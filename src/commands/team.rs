//! Team lookup command

use anyhow::{bail, Result};
use serde::Serialize;

use crate::api::{NamedRef, RecordingSource, StatsClient, Team};
use crate::config::RuntimeContext;
use crate::output::output_for_format;
use crate::resolver::{MatchResult, Resolver};

#[derive(Debug, Serialize)]
struct TeamLookup<'a> {
    query: &'a str,
    #[serde(flatten)]
    result: &'a MatchResult,
    #[serde(skip_serializing_if = "Option::is_none")]
    team: Option<&'a Team>,
}

pub async fn run(ctx: &RuntimeContext, query: &[String]) -> Result<()> {
    let query = query.join(" ");
    let query = query.trim();
    if query.is_empty() {
        bail!("Team name must not be empty");
    }

    let client = StatsClient::new(ctx)?;
    let source = RecordingSource::new(&client);
    log::info!("Searching for MLB team '{query}'");

    let result = Resolver::new(&source).team(query).await?;
    let team = result.candidate().and_then(|c| source.team(&c.id));

    let lookup = TeamLookup {
        query,
        result: &result,
        team: team.as_ref(),
    };

    output_for_format(ctx, &lookup, || {
        if let Some(team) = &team {
            print_team(team);
        }
        Ok(())
    })?;

    if team.is_none() {
        bail!("Team '{query}' not found. Please check the name and try again.");
    }
    Ok(())
}

pub(crate) fn print_team(team: &Team) {
    let name_of = |r: &Option<NamedRef>| {
        r.as_ref()
            .map(|r| r.name_or("N/A").to_string())
            .unwrap_or_else(|| "N/A".to_string())
    };

    println!("Team Information");
    println!("================");
    println!("Team Name:  {}", team.name);
    println!(
        "Location:   {}",
        team.location_name.as_deref().unwrap_or("N/A")
    );
    println!("Division:   {}", name_of(&team.division));
    println!("League:     {}", name_of(&team.league));
    println!("Venue:      {}", name_of(&team.venue));
    println!("Team ID:    {}", team.id);
}
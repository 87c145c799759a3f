//! Configuration management for mlbq
//!
//! Supports:
//! - TOML config file at XDG locations
//! - Environment variable overrides
//! - Command-line argument overrides

use std::env;
use std::fs;
use std::io::IsTerminal;
use std::path::{Path, PathBuf};

use anyhow::{anyhow, Context, Result};
use chrono::{Datelike, Local};
use config::{Config, Environment, File, FileFormat};
use env_logger::fmt::WriteStyle;
use log::LevelFilter;
use serde::{Deserialize, Serialize};

use crate::cli::{GlobalOpts, OutputFormat};

const APP_NAME: &str = env!("CARGO_PKG_NAME");

pub const DEFAULT_STATS_URL: &str = "https://statsapi.mlb.com/api/v1";
pub const DEFAULT_SCORES_URL: &str = "https://site.api.espn.com/apis/site/v2/sports/baseball/mlb";

/// Runtime context containing resolved configuration
#[derive(Debug, Clone)]
pub struct RuntimeContext {
    pub global: GlobalOpts,
    pub config: AppConfig,
    config_path: PathBuf,
}

impl RuntimeContext {
    pub fn new(global: &GlobalOpts) -> Result<Self> {
        let config_path = resolve_config_path(global.config.as_ref())?;
        let config = load_config(&config_path, global)?;

        Ok(Self {
            global: global.clone(),
            config,
            config_path,
        })
    }

    pub fn config_path(&self) -> &Path {
        &self.config_path
    }

    pub fn init_logging(&self) -> Result<()> {
        if self.global.quiet {
            log::set_max_level(LevelFilter::Off);
            return Ok(());
        }

        let mut builder = env_logger::Builder::from_env(
            env_logger::Env::default().default_filter_or(&self.config.logging.level),
        );

        if let Some(level) = self.flag_log_level() {
            builder.filter_level(level);
        }

        let force_color = env::var_os("FORCE_COLOR").is_some();
        let disable_color = self.global.no_color
            || env::var_os("NO_COLOR").is_some()
            || (!force_color && !std::io::stderr().is_terminal());

        if disable_color {
            builder.write_style(WriteStyle::Never);
        } else if force_color {
            builder.write_style(WriteStyle::Always);
        } else {
            builder.write_style(WriteStyle::Auto);
        }

        builder.try_init().or_else(|err| {
            if self.global.verbose > 0 {
                eprintln!("logger already initialized: {err}");
            }
            Ok(())
        })
    }

    /// Level forced by command-line flags; `None` leaves config/RUST_LOG in charge
    fn flag_log_level(&self) -> Option<LevelFilter> {
        if self.global.trace {
            Some(LevelFilter::Trace)
        } else if self.global.debug {
            Some(LevelFilter::Debug)
        } else {
            match self.global.verbose {
                0 => None,
                1 => Some(LevelFilter::Info),
                2 => Some(LevelFilter::Debug),
                _ => Some(LevelFilter::Trace),
            }
        }
    }

    /// Base URL of the MLB Stats API
    pub fn stats_url(&self) -> &str {
        self.global
            .stats_url
            .as_deref()
            .unwrap_or(&self.config.api.stats_url)
    }

    /// Base URL of the ESPN MLB scoreboard API
    pub fn scores_url(&self) -> &str {
        self.global
            .scores_url
            .as_deref()
            .unwrap_or(&self.config.api.scores_url)
    }

    /// Get the effective timeout in seconds
    pub fn timeout(&self) -> u64 {
        self.global.timeout.unwrap_or(self.config.api.timeout)
    }

    pub fn sport_id(&self) -> u32 {
        self.config.api.sport_id
    }

    /// Season to query: flag, then config, then the current calendar year
    pub fn season(&self, flag: Option<&str>) -> String {
        flag.map(str::to_string)
            .or_else(|| self.config.defaults.season.clone())
            .unwrap_or_else(|| Local::now().year().to_string())
    }

    /// League ids for standings: flag, then config
    pub fn leagues(&self, flag: Option<&str>) -> String {
        flag.unwrap_or(&self.config.defaults.leagues).to_string()
    }

    /// Get the effective output format
    pub fn output_format(&self) -> OutputFormat {
        if self.global.json {
            return OutputFormat::Json;
        }
        self.global
            .output_format
            .unwrap_or(match self.config.output.format.as_str() {
                "json" => OutputFormat::Json,
                "yaml" => OutputFormat::Yaml,
                "table" => OutputFormat::Table,
                _ => OutputFormat::Auto,
            })
    }

    pub fn no_headers(&self) -> bool {
        self.global.no_headers || self.config.output.no_headers
    }
}

/// Application configuration structure
#[derive(Debug, Clone, Default, Serialize, Deserialize)]
#[serde(default)]
pub struct AppConfig {
    pub api: ApiConfig,
    pub defaults: DefaultsConfig,
    pub output: OutputConfig,
    pub logging: LoggingConfig,
}

#[derive(Debug, Clone, Serialize, Deserialize)]
#[serde(default)]
pub struct ApiConfig {
    pub stats_url: String,
    pub scores_url: String,
    pub timeout: u64,
    pub sport_id: u32,
}

impl Default for ApiConfig {
    fn default() -> Self {
        Self {
            stats_url: DEFAULT_STATS_URL.to_string(),
            scores_url: DEFAULT_SCORES_URL.to_string(),
            timeout: 30,
            sport_id: 1,
        }
    }
}

#[derive(Debug, Clone, Serialize, Deserialize)]
#[serde(default)]
pub struct DefaultsConfig {
    #[serde(skip_serializing_if = "Option::is_none")]
    pub season: Option<String>,
    pub leagues: String,
}

impl Default for DefaultsConfig {
    fn default() -> Self {
        Self {
            season: None,
            leagues: "103,104".to_string(),
        }
    }
}

#[derive(Debug, Clone, Serialize, Deserialize)]
#[serde(default)]
pub struct OutputConfig {
    pub format: String,
    pub no_headers: bool,
}

impl Default for OutputConfig {
    fn default() -> Self {
        Self {
            format: "auto".to_string(),
            no_headers: false,
        }
    }
}

#[derive(Debug, Clone, Serialize, Deserialize)]
#[serde(default)]
pub struct LoggingConfig {
    pub level: String,
}

impl Default for LoggingConfig {
    fn default() -> Self {
        Self {
            level: "warn".to_string(),
        }
    }
}

fn resolve_config_path(override_path: Option<&PathBuf>) -> Result<PathBuf> {
    if let Some(path) = override_path {
        let expanded = expand_path(path)?;
        if expanded.is_dir() {
            return Ok(expanded.join("config.toml"));
        }
        return Ok(expanded);
    }

    Ok(default_config_dir()?.join("config.toml"))
}

fn load_config(config_path: &Path, global: &GlobalOpts) -> Result<AppConfig> {
    // Create default config if it doesn't exist
    if !config_path.exists() {
        write_default_config(config_path)?;
    }

    let config = Config::builder()
        .set_default("api.stats_url", DEFAULT_STATS_URL)?
        .set_default("api.scores_url", DEFAULT_SCORES_URL)?
        .set_default("api.timeout", 30_i64)?
        .set_default("api.sport_id", 1_i64)?
        .set_default("defaults.leagues", "103,104")?
        .set_default("output.format", "auto")?
        .set_default("output.no_headers", false)?
        .set_default("logging.level", "warn")?
        .add_source(
            File::from(config_path)
                .format(FileFormat::Toml)
                .required(false),
        )
        // MLBQ__SECTION__KEY overrides any config value
        .add_source(
            Environment::with_prefix("MLBQ")
                .try_parsing(true)
                .separator("__"),
        )
        .build()?;

    let mut app_config: AppConfig = config.try_deserialize()?;

    // Apply CLI overrides
    if global.no_headers {
        app_config.output.no_headers = true;
    }

    Ok(app_config)
}

pub fn write_default_config(path: &Path) -> Result<()> {
    if let Some(parent) = path.parent() {
        fs::create_dir_all(parent)
            .with_context(|| format!("creating config directory {}", parent.display()))?;
    }

    let config = AppConfig::default();
    let toml = toml::to_string_pretty(&config).context("serializing default config")?;

    let content = format!(
        "# mlbq configuration\n\
        # File: {}\n\
        #\n\
        # Environment variables:\n\
        #   MLB_STATS_URL  - MLB Stats API base URL\n\
        #   MLB_SCORES_URL - ESPN scoreboard base URL\n\
        #   MLBQ__*        - Override any config value (e.g., MLBQ__LOGGING__LEVEL=debug)\n\
        #\n\
        # [defaults] season = \"2024\" pins the season; otherwise the current year is used.\n\
        \n\
        {toml}",
        path.display()
    );

    fs::write(path, content).with_context(|| format!("writing config to {}", path.display()))
}

fn expand_path(path: &Path) -> Result<PathBuf> {
    if let Some(text) = path.to_str() {
        let expanded = shellexpand::full(text).context("expanding path")?;
        Ok(PathBuf::from(expanded.to_string()))
    } else {
        Ok(path.to_path_buf())
    }
}

fn default_config_dir() -> Result<PathBuf> {
    // Check XDG_CONFIG_HOME first
    if let Some(dir) = env::var_os("XDG_CONFIG_HOME").filter(|v| !v.is_empty()) {
        return Ok(PathBuf::from(dir).join(APP_NAME));
    }

    if let Some(mut dir) = dirs::config_dir() {
        dir.push(APP_NAME);
        return Ok(dir);
    }

    dirs::home_dir()
        .map(|home| home.join(".config").join(APP_NAME))
        .ok_or_else(|| anyhow!("unable to determine configuration directory"))
}

/// Context backed by a config file in `dir`, with extra global flags
#[cfg(test)]
pub(crate) fn test_context(dir: &Path, args: &[&str]) -> RuntimeContext {
    use clap::Parser;

    let config = dir.join("config.toml");
    let mut argv = vec!["mlbq", "--config", config.to_str().unwrap()];
    argv.extend_from_slice(args);
    argv.push("teams");
    let cli = crate::cli::Cli::parse_from(argv);
    RuntimeContext::new(&cli.global).unwrap()
}

#[cfg(test)]
mod tests {
    use super::*;

    #[test]
    fn test_default_config() {
        let config = AppConfig::default();
        assert_eq!(config.api.timeout, 30);
        assert_eq!(config.api.sport_id, 1);
        assert_eq!(config.api.stats_url, DEFAULT_STATS_URL);
        assert_eq!(config.defaults.leagues, "103,104");
        assert_eq!(config.output.format, "auto");
    }

    #[test]
    fn test_config_serialization() {
        let config = AppConfig::default();
        let toml = toml::to_string_pretty(&config).unwrap();
        assert!(toml.contains("[api]"));
        assert!(toml.contains("[defaults]"));
        assert!(toml.contains("[output]"));
        assert!(toml.contains("[logging]"));
    }

    #[test]
    fn test_default_config_written_on_first_run() {
        let dir = tempfile::tempdir().unwrap();
        let ctx = test_context(dir.path(), &[]);
        assert!(dir.path().join("config.toml").exists());
        assert_eq!(ctx.timeout(), 30);
        assert_eq!(ctx.stats_url(), DEFAULT_STATS_URL);
    }

    #[test]
    fn test_file_values_and_flag_overrides() {
        let dir = tempfile::tempdir().unwrap();
        fs::write(
            dir.path().join("config.toml"),
            "[api]\ntimeout = 5\n\n[defaults]\nseason = \"2023\"\n\n[output]\nformat = \"yaml\"\n",
        )
        .unwrap();

        let ctx = test_context(dir.path(), &[]);
        assert_eq!(ctx.timeout(), 5);
        assert_eq!(ctx.season(None), "2023");
        assert_eq!(ctx.season(Some("2021")), "2021");
        assert_eq!(ctx.output_format(), OutputFormat::Yaml);

        let ctx = test_context(dir.path(), &["--timeout", "9", "--json"]);
        assert_eq!(ctx.timeout(), 9);
        assert_eq!(ctx.output_format(), OutputFormat::Json);
    }

    #[test]
    fn test_season_defaults_to_current_year() {
        let dir = tempfile::tempdir().unwrap();
        let ctx = test_context(dir.path(), &[]);
        assert_eq!(ctx.season(None), Local::now().year().to_string());
        assert_eq!(ctx.leagues(None), "103,104");
        assert_eq!(ctx.leagues(Some("103")), "103");
    }
}
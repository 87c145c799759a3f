//! MLB Stats API and ESPN scoreboard client
//!
//! Handles all HTTP communication with the upstream sports APIs and decodes
//! responses into typed records.

use std::sync::{Mutex, PoisonError};
use std::time::Duration;

use anyhow::{Context, Result};
use async_trait::async_trait;
use reqwest::{Client, StatusCode};
use serde::{de::DeserializeOwned, Deserialize, Serialize};

use crate::config::RuntimeContext;
use crate::directory::{DirectorySource, SourceError};
use crate::resolver::{Candidate, CandidateId};

/// Client for the MLB Stats API, plus the ESPN scoreboard for live scores
pub struct StatsClient {
    client: Client,
    stats_url: String,
    scores_url: String,
    sport_id: u32,
}

impl StatsClient {
    /// Create a new client from runtime context
    pub fn new(ctx: &RuntimeContext) -> Result<Self> {
        Self::with_urls(
            ctx.stats_url(),
            ctx.scores_url(),
            ctx.sport_id(),
            Duration::from_secs(ctx.timeout()),
        )
    }

    pub fn with_urls(
        stats_url: &str,
        scores_url: &str,
        sport_id: u32,
        timeout: Duration,
    ) -> Result<Self> {
        let client = Client::builder()
            .timeout(timeout)
            .user_agent(format!("mlbq/{}", env!("CARGO_PKG_VERSION")))
            .build()
            .context("building HTTP client")?;

        Ok(Self {
            client,
            stats_url: stats_url.trim_end_matches('/').to_string(),
            scores_url: scores_url.trim_end_matches('/').to_string(),
            sport_id,
        })
    }

    /// Make a GET request and return the status with the raw body
    async fn fetch(&self, url: &str) -> Result<(StatusCode, String), SourceError> {
        log::debug!("GET {url}");

        let response = self
            .client
            .get(url)
            .send()
            .await
            .map_err(|source| SourceError::Request {
                url: url.to_string(),
                source,
            })?;

        let status = response.status();
        let body = response
            .text()
            .await
            .map_err(|source| SourceError::Request {
                url: url.to_string(),
                source,
            })?;

        log::trace!("{status} from {url}: {} bytes", body.len());
        Ok((status, body))
    }

    async fn get<T: DeserializeOwned>(&self, url: &str) -> Result<T, SourceError> {
        let (status, body) = self.fetch(url).await?;
        if !status.is_success() {
            return Err(status_to_error(status, url));
        }
        decode(url, &body)
    }

    /// Like `get`, but a 404 means the object doesn't exist
    async fn get_optional<T: DeserializeOwned>(&self, url: &str) -> Result<Option<T>, SourceError> {
        let (status, body) = self.fetch(url).await?;
        if status == StatusCode::NOT_FOUND {
            return Ok(None);
        }
        if !status.is_success() {
            return Err(status_to_error(status, url));
        }
        decode(url, &body).map(Some)
    }

    // --- API Methods ---

    /// Get all teams for the configured sport
    pub async fn get_teams(&self) -> Result<Vec<Team>, SourceError> {
        let url = format!("{}/teams?sportId={}", self.stats_url, self.sport_id);
        let response: TeamsResponse = self.get(&url).await?;
        Ok(response.teams)
    }

    /// Search active players by name
    pub async fn search_people(&self, name: &str) -> Result<Vec<Person>, SourceError> {
        let url = format!(
            "{}/people/search?names={}&active=true",
            self.stats_url,
            urlencoding::encode(name)
        );
        let response: PeopleResponse = self.get(&url).await?;
        Ok(response.people)
    }

    /// Get a single player by id
    pub async fn get_person(&self, person_id: &str) -> Result<Option<Person>, SourceError> {
        let url = format!("{}/people/{}", self.stats_url, urlencoding::encode(person_id));
        let response: Option<PeopleResponse> = self.get_optional(&url).await?;
        Ok(response.and_then(|r| r.people.into_iter().next()))
    }

    /// Get league standings for a season
    pub async fn get_standings(
        &self,
        season: &str,
        league_ids: &str,
    ) -> Result<Vec<StandingsRecord>, SourceError> {
        let url = format!(
            "{}/standings?leagueId={}&season={}&hydrate=division",
            self.stats_url,
            urlencoding::encode(league_ids),
            urlencoding::encode(season)
        );
        let response: StandingsResponse = self.get(&url).await?;
        Ok(response.records)
    }

    /// Get a player's season hitting line, if the season has any splits
    pub async fn get_season_stats(
        &self,
        person_id: &str,
        season: &str,
    ) -> Result<Option<HittingLine>, SourceError> {
        let url = format!(
            "{}/people/{}/stats?stats=season&season={}",
            self.stats_url,
            urlencoding::encode(person_id),
            urlencoding::encode(season)
        );
        let response: StatsResponse = self.get(&url).await?;
        Ok(response.season_line())
    }

    /// Get today's scoreboard
    pub async fn get_scoreboard(&self) -> Result<Vec<GameScore>, SourceError> {
        let url = format!("{}/scoreboard", self.scores_url);
        let scoreboard: Scoreboard = self.get(&url).await?;
        Ok(scoreboard.games())
    }
}

fn decode<T: DeserializeOwned>(url: &str, body: &str) -> Result<T, SourceError> {
    serde_json::from_str(body).map_err(|source| SourceError::Malformed {
        url: url.to_string(),
        source,
    })
}
//! Config command implementations

use anyhow::{anyhow, Context, Result};
use serde_json::Value;

use crate::cli::ConfigCommand;
use crate::config::{write_default_config, AppConfig, RuntimeContext};
use crate::output::output_for_format;

pub fn run(ctx: &RuntimeContext, command: ConfigCommand) -> Result<()> {
    match command {
        ConfigCommand::Show => show(ctx),
        ConfigCommand::Path => {
            println!("{}", ctx.config_path().display());
            Ok(())
        }
        ConfigCommand::Get { key: Some(key) } => {
            println!("{}", lookup(&ctx.config, &key)?);
            Ok(())
        }
        ConfigCommand::Get { key: None } => show(ctx),
        ConfigCommand::Reset => reset(ctx),
    }
}

/// Effective config: TOML for humans, JSON/YAML otherwise
fn show(ctx: &RuntimeContext) -> Result<()> {
    output_for_format(ctx, &ctx.config, || {
        let toml = toml::to_string_pretty(&ctx.config).context("serializing config")?;
        print!("{toml}");
        Ok(())
    })
}

fn reset(ctx: &RuntimeContext) -> Result<()> {
    write_default_config(ctx.config_path())?;
    println!(
        "Configuration reset to defaults at: {}",
        ctx.config_path().display()
    );
    Ok(())
}

/// Resolve a dotted key such as `api.timeout`
fn lookup(config: &AppConfig, key: &str) -> Result<String> {
    let root = serde_json::to_value(config)?;

    let value = key
        .split('.')
        .try_fold(&root, |node, part| node.get(part))
        .ok_or_else(|| {
            anyhow!(
                "Configuration key not found: {key}\nAvailable keys: {}",
                leaf_keys(&root, "").join(", ")
            )
        })?;

    Ok(match value {
        Value::String(s) => s.clone(),
        Value::Null => "null".to_string(),
        other => serde_json::to_string(other)?,
    })
}

fn leaf_keys(node: &Value, prefix: &str) -> Vec<String> {
    match node {
        Value::Object(map) => map
            .iter()
            .flat_map(|(k, v)| {
                let path = if prefix.is_empty() {
                    k.clone()
                } else {
                    format!("{prefix}.{k}")
                };
                leaf_keys(v, &path)
            })
            .collect(),
        _ => vec![prefix.to_string()],
    }
}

= = = = = = =

* What you will do *
Across the listing above, report every line where "DefaultsConfig" occurs.

* Answer box *
    pub defaults: DefaultsConfig,
pub struct DefaultsConfig {
impl Default for DefaultsConfig {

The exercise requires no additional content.